Start of EXTRACTED DATA
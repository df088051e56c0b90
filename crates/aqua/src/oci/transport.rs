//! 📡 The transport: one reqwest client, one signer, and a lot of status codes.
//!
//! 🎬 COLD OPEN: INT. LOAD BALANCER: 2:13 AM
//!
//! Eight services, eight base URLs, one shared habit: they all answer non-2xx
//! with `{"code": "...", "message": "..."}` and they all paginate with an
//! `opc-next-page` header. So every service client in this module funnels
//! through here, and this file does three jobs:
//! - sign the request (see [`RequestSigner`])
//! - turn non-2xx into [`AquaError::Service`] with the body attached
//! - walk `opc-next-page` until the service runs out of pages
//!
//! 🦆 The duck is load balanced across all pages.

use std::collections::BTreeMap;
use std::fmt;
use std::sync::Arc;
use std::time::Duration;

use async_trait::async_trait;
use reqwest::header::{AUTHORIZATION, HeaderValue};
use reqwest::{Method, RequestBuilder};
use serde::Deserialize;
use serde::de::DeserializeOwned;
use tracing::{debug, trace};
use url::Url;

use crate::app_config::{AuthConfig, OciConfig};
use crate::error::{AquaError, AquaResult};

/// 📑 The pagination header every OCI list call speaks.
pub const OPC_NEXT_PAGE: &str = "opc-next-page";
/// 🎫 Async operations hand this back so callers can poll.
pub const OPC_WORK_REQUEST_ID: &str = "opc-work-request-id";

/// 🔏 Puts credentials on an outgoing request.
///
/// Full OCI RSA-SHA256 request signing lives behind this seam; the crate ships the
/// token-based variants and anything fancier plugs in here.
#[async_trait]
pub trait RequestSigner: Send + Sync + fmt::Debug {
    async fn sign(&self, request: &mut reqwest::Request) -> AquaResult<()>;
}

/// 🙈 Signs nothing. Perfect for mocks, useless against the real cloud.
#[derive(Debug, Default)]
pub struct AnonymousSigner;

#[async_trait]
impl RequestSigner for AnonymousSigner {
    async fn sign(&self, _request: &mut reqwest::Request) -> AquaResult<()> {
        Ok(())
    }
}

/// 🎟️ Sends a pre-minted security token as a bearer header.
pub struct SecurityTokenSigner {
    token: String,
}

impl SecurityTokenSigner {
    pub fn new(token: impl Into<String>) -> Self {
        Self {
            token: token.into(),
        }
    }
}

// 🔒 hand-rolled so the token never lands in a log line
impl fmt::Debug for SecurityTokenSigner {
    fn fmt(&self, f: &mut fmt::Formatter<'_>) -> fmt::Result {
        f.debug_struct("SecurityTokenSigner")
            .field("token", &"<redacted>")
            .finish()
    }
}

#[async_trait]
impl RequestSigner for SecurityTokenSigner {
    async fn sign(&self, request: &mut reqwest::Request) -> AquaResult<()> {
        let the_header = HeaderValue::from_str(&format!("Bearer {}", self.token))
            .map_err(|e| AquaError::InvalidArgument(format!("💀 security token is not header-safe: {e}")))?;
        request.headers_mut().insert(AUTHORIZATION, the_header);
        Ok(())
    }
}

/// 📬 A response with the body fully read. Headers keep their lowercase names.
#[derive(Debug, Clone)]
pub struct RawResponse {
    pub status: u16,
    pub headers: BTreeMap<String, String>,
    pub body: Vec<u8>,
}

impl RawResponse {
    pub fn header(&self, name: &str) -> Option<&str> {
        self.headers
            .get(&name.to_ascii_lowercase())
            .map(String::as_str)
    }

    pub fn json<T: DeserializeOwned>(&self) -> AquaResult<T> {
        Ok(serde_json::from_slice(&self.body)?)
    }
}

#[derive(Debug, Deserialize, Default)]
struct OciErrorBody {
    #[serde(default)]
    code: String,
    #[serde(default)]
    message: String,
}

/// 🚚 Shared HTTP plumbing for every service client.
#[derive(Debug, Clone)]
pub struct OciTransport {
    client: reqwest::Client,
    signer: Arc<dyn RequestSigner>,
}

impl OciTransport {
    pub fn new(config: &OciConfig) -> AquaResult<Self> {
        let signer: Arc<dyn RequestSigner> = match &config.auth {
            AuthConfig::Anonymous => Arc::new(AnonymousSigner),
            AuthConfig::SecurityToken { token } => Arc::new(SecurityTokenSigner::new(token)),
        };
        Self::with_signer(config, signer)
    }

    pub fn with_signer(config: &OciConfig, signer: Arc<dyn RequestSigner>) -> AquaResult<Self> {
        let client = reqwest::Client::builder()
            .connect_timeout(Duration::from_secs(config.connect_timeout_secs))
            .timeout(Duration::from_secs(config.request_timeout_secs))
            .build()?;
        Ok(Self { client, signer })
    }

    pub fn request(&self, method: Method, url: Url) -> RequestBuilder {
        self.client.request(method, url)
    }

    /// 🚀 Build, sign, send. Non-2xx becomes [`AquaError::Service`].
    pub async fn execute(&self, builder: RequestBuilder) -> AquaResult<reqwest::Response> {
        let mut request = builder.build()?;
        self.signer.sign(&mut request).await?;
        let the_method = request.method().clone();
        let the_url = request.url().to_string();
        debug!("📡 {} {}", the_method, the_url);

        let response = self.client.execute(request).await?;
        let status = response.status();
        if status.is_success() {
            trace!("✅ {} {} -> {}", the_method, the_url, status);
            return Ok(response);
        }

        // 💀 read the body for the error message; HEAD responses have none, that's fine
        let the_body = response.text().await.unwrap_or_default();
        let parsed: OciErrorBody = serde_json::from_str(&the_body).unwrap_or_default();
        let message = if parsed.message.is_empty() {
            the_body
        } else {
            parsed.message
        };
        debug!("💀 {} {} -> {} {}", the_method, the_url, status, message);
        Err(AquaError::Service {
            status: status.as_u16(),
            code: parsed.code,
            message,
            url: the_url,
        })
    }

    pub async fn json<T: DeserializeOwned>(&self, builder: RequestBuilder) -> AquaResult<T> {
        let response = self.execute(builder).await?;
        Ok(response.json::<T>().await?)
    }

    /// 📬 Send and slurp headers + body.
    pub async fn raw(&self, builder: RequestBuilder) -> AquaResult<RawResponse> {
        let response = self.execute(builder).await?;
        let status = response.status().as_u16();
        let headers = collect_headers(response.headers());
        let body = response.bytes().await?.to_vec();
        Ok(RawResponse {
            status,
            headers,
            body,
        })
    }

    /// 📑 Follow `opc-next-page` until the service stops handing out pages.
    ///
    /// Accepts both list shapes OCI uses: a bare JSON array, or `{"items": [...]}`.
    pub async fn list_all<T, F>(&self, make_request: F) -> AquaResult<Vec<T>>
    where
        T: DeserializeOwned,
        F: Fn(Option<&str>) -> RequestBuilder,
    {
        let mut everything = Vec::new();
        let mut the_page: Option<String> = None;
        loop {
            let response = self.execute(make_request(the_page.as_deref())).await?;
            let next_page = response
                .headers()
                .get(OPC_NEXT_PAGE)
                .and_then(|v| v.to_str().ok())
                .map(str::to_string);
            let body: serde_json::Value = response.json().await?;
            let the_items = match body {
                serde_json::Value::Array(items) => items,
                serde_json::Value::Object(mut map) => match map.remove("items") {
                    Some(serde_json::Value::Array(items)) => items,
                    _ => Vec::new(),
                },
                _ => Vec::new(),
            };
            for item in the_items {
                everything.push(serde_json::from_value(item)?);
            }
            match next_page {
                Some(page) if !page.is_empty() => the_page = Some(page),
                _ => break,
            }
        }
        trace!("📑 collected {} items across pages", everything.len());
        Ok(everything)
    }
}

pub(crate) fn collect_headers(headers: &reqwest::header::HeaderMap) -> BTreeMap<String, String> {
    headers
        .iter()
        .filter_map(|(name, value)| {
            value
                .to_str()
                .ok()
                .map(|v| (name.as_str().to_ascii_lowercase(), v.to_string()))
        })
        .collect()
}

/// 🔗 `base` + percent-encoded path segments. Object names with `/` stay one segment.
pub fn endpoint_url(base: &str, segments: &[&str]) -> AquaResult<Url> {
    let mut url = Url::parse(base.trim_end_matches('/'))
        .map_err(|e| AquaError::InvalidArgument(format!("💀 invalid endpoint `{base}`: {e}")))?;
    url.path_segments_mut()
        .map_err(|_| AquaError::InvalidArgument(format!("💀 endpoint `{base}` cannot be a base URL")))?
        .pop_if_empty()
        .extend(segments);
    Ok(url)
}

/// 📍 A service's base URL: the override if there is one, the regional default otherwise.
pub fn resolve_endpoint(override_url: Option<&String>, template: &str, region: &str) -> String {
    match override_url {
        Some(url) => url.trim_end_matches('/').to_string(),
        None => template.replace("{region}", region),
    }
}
End of EXTRACTED DATA
YOUR OBJECTIVE
Show all lines in the records above that hold "read".

SOLUTION TO THE PROBLEM
/// 📬 A response with the body fully read. Headers keep their lowercase names.
        // 💀 read the body for the error message; HEAD responses have none, that's fine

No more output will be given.